## Task instructions
Whenever the string "HybridWeights" turns up in a line below, that line should be copied.

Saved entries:
***
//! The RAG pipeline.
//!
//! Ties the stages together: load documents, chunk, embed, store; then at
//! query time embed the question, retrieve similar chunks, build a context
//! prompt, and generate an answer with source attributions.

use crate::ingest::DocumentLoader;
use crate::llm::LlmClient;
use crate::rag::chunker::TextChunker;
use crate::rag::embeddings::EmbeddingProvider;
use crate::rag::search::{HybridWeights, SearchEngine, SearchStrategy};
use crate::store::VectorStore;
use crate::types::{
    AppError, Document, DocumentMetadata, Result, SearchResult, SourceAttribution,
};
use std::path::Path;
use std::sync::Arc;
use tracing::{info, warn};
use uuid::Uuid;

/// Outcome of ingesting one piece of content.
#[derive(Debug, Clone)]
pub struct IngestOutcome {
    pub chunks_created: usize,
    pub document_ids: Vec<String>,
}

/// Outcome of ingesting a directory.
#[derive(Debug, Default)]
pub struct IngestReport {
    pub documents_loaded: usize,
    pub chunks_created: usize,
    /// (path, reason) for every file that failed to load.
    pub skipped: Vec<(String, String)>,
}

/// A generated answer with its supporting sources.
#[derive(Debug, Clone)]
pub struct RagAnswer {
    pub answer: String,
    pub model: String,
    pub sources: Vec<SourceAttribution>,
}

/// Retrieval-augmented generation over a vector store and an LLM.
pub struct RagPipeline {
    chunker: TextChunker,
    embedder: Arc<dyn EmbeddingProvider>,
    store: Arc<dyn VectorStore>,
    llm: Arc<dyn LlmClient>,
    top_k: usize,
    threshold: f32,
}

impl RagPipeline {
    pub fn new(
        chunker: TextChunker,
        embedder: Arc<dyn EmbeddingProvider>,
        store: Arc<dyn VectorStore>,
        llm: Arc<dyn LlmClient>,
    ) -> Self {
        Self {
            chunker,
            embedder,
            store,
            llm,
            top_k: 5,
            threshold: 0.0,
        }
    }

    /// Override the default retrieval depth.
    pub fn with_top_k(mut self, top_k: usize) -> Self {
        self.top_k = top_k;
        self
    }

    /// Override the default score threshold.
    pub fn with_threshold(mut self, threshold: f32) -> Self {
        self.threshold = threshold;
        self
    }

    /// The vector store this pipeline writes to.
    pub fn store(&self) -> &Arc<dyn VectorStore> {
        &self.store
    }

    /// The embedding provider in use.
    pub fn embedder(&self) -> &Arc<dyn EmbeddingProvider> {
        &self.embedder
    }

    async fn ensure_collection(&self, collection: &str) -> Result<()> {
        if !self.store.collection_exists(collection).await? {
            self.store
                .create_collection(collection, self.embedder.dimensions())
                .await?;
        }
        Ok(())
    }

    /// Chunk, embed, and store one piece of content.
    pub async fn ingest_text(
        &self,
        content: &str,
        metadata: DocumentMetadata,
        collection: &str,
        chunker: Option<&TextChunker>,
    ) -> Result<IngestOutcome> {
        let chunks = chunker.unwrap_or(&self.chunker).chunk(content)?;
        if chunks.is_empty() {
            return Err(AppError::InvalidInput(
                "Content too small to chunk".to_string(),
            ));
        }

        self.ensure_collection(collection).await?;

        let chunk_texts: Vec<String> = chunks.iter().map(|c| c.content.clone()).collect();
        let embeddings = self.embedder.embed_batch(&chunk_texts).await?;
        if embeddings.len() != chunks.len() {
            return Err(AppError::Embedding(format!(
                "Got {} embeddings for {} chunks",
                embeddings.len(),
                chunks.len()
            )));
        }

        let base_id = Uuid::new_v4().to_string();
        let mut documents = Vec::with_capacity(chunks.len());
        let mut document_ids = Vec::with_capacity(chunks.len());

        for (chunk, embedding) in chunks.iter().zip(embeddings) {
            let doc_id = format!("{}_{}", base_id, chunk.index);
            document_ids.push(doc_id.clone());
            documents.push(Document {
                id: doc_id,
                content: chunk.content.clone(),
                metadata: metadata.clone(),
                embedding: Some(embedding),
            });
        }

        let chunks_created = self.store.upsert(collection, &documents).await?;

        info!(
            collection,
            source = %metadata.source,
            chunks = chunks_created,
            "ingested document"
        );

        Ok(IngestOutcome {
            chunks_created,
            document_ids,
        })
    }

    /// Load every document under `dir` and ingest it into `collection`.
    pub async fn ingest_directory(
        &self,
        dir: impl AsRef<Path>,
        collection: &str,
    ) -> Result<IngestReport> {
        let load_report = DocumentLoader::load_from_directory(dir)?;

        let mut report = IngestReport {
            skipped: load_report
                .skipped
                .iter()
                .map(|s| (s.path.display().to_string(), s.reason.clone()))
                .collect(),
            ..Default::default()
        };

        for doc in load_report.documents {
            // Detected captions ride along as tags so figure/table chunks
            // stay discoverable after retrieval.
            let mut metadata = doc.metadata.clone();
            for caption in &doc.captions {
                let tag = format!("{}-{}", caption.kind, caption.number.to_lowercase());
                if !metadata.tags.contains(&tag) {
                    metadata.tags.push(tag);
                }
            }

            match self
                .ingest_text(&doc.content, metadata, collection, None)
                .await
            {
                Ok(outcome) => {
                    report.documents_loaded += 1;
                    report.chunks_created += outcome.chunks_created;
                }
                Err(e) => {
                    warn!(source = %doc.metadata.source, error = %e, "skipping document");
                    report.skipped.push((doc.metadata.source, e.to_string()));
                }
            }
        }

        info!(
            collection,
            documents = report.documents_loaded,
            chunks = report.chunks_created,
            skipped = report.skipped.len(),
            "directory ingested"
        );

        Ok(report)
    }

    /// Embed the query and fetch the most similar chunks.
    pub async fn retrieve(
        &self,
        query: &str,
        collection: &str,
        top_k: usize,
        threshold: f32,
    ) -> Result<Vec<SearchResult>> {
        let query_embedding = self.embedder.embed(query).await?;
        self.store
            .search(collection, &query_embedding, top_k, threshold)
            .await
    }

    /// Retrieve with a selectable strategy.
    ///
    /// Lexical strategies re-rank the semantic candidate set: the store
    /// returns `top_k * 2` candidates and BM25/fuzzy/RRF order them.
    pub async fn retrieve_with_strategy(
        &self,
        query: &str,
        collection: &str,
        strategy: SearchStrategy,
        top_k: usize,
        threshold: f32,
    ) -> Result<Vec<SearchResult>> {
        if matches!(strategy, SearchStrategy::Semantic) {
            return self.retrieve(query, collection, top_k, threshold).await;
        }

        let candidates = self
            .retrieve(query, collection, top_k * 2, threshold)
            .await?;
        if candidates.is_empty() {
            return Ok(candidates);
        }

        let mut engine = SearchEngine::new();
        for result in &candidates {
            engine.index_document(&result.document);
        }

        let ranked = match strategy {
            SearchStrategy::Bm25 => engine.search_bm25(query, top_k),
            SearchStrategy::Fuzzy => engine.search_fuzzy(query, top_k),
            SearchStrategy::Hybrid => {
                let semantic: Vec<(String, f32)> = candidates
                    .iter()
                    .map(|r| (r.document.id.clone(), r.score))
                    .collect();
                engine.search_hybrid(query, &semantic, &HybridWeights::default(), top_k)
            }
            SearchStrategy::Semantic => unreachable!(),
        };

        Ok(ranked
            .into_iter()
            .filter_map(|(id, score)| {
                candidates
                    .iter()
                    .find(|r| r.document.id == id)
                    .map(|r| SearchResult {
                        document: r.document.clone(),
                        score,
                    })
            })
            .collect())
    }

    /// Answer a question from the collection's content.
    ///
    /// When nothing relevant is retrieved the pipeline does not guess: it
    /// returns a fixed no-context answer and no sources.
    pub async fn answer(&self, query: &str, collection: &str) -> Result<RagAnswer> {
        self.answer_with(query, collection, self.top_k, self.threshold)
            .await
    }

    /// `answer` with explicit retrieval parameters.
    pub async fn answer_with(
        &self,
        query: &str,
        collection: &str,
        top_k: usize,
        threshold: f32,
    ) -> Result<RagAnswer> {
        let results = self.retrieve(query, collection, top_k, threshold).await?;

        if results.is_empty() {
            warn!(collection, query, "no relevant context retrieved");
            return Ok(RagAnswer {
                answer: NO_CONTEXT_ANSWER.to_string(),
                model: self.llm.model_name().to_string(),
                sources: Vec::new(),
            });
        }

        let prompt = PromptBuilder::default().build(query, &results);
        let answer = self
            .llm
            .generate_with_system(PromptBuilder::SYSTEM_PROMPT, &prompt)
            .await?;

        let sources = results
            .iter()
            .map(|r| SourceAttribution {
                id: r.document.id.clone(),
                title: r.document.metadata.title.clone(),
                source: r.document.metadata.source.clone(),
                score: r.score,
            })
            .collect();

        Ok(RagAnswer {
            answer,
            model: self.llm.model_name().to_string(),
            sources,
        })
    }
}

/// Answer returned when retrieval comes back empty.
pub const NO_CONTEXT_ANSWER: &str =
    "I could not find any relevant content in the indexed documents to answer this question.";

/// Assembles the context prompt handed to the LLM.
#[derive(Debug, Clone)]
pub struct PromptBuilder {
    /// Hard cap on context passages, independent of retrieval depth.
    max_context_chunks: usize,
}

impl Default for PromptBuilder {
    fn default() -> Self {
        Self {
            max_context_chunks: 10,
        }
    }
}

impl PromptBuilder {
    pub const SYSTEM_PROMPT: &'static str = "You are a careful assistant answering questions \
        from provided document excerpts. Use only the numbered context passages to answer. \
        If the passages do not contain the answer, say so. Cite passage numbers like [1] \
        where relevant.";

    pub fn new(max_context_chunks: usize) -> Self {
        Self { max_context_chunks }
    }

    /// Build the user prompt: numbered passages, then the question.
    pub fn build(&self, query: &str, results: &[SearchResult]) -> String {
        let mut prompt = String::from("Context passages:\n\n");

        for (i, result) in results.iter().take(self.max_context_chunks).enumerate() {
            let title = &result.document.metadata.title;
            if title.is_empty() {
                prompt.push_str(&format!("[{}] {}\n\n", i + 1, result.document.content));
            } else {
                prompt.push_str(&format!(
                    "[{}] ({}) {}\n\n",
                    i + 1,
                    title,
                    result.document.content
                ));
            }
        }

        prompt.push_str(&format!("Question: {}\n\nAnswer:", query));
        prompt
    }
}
***
## Task result
use crate::rag::search::{HybridWeights, SearchEngine, SearchStrategy};
                engine.search_hybrid(query, &semantic, &HybridWeights::default(), top_k)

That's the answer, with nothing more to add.